- [WORK ORDER] Throughout the listing that follows, find each line with the word "AddressNotFound" and copy it.

- [RECORDS TO PROCESS]
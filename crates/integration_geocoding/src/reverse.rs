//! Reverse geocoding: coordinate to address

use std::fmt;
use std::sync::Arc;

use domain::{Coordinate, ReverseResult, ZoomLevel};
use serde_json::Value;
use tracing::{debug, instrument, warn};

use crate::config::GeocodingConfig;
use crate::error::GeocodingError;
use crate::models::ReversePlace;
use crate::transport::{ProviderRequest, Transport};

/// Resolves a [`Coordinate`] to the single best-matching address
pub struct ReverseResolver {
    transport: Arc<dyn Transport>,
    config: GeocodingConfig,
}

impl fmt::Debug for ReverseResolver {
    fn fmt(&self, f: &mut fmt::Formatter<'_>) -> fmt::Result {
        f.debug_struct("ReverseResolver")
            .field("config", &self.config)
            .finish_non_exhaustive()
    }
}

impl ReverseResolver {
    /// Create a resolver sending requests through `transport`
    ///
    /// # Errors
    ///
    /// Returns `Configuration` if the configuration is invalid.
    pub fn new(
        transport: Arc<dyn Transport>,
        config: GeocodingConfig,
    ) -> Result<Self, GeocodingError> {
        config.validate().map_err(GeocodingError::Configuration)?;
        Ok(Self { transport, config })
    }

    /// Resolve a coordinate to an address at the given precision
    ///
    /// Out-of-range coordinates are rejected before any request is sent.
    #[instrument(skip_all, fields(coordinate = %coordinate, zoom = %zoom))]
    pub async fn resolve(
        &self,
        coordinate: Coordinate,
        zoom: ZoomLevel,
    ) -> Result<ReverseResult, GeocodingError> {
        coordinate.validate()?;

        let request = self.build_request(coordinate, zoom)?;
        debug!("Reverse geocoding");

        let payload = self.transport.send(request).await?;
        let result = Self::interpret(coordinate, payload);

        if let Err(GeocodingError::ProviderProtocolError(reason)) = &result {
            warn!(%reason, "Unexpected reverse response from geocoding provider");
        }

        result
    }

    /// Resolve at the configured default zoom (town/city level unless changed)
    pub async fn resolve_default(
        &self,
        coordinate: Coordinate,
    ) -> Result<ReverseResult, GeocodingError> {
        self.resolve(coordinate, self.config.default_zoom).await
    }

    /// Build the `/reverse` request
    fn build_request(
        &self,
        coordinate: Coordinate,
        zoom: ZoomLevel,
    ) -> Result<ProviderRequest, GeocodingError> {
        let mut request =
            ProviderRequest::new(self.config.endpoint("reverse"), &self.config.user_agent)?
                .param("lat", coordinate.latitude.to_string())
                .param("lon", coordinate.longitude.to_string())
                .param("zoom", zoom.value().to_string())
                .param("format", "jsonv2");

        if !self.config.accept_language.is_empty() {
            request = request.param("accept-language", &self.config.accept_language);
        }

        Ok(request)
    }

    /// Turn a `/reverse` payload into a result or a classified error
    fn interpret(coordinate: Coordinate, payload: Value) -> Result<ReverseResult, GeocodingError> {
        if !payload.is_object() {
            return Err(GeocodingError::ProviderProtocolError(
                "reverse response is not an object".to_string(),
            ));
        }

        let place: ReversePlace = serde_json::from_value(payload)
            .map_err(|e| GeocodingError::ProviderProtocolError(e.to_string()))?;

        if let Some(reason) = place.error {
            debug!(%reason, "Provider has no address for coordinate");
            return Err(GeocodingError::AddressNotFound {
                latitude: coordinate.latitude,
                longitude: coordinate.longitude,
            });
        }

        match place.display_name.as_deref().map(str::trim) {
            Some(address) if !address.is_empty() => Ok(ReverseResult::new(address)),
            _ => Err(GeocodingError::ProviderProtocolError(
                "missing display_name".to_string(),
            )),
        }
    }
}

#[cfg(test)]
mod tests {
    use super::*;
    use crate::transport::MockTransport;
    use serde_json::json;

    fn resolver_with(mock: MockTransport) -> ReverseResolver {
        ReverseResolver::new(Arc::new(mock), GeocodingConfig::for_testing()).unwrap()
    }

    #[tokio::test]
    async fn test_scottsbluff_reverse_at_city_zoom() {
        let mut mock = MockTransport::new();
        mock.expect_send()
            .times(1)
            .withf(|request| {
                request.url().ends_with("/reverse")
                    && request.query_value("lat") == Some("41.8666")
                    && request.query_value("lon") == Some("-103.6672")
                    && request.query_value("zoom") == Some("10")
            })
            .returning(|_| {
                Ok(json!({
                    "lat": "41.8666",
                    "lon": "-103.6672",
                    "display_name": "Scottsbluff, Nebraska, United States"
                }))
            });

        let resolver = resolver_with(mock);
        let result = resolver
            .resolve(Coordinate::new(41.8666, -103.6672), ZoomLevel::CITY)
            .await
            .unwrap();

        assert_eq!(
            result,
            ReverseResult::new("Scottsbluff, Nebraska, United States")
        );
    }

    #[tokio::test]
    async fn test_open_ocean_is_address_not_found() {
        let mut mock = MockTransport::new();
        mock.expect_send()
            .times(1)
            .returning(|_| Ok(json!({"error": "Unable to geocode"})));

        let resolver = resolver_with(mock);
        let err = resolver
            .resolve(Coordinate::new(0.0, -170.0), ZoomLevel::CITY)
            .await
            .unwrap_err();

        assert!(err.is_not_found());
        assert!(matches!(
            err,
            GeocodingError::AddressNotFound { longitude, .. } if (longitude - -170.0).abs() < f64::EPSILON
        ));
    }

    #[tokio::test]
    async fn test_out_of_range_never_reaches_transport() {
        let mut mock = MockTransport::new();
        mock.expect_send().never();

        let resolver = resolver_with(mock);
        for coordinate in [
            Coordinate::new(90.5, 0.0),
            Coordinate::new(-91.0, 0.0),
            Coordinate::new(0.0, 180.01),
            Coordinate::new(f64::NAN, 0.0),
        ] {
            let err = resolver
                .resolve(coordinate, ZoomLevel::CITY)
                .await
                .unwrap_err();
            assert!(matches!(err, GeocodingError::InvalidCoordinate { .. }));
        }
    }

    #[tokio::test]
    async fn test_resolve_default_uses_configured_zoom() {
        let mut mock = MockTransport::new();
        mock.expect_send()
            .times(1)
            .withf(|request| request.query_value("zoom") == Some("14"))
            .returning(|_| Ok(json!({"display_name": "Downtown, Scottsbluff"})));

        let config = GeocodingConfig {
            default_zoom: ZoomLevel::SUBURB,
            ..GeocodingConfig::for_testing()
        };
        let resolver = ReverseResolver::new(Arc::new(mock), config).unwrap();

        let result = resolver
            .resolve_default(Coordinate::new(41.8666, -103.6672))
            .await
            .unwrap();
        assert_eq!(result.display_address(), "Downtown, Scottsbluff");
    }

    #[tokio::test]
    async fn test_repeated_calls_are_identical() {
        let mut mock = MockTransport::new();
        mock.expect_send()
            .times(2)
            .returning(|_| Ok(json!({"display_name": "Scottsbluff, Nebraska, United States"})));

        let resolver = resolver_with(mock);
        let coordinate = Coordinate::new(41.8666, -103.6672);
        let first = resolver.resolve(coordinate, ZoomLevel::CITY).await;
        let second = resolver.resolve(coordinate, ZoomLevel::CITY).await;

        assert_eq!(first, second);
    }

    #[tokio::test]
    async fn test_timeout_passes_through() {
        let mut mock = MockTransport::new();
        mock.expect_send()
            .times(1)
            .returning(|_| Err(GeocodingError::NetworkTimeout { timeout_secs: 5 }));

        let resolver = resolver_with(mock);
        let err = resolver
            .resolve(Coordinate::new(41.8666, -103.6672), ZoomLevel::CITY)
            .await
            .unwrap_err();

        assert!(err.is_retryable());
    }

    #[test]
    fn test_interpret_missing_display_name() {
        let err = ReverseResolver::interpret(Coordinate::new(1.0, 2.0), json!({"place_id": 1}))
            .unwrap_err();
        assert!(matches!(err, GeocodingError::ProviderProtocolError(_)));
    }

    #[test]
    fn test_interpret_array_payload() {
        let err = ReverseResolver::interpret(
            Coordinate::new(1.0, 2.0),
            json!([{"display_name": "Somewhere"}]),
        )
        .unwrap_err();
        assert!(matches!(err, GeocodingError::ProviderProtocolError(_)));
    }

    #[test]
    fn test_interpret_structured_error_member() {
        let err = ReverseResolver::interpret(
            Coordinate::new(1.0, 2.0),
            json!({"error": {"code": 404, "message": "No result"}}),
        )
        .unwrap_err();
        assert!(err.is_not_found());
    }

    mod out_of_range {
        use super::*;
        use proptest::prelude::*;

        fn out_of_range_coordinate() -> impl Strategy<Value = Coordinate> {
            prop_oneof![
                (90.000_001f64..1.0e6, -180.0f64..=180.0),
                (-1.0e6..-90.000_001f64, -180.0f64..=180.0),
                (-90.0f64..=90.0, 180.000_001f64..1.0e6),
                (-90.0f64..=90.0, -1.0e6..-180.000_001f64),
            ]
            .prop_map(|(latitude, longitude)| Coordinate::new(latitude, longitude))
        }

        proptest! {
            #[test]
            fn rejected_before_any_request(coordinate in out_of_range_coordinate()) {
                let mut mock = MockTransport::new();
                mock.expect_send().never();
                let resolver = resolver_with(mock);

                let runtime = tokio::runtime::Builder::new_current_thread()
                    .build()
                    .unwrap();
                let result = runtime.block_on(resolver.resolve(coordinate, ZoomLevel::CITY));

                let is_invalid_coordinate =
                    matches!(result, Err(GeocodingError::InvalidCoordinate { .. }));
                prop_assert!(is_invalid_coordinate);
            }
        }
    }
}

- [EXERCISE SOLUTION]
            return Err(GeocodingError::AddressNotFound {
            GeocodingError::AddressNotFound { longitude, .. } if (longitude - -170.0).abs() < f64::EPSILON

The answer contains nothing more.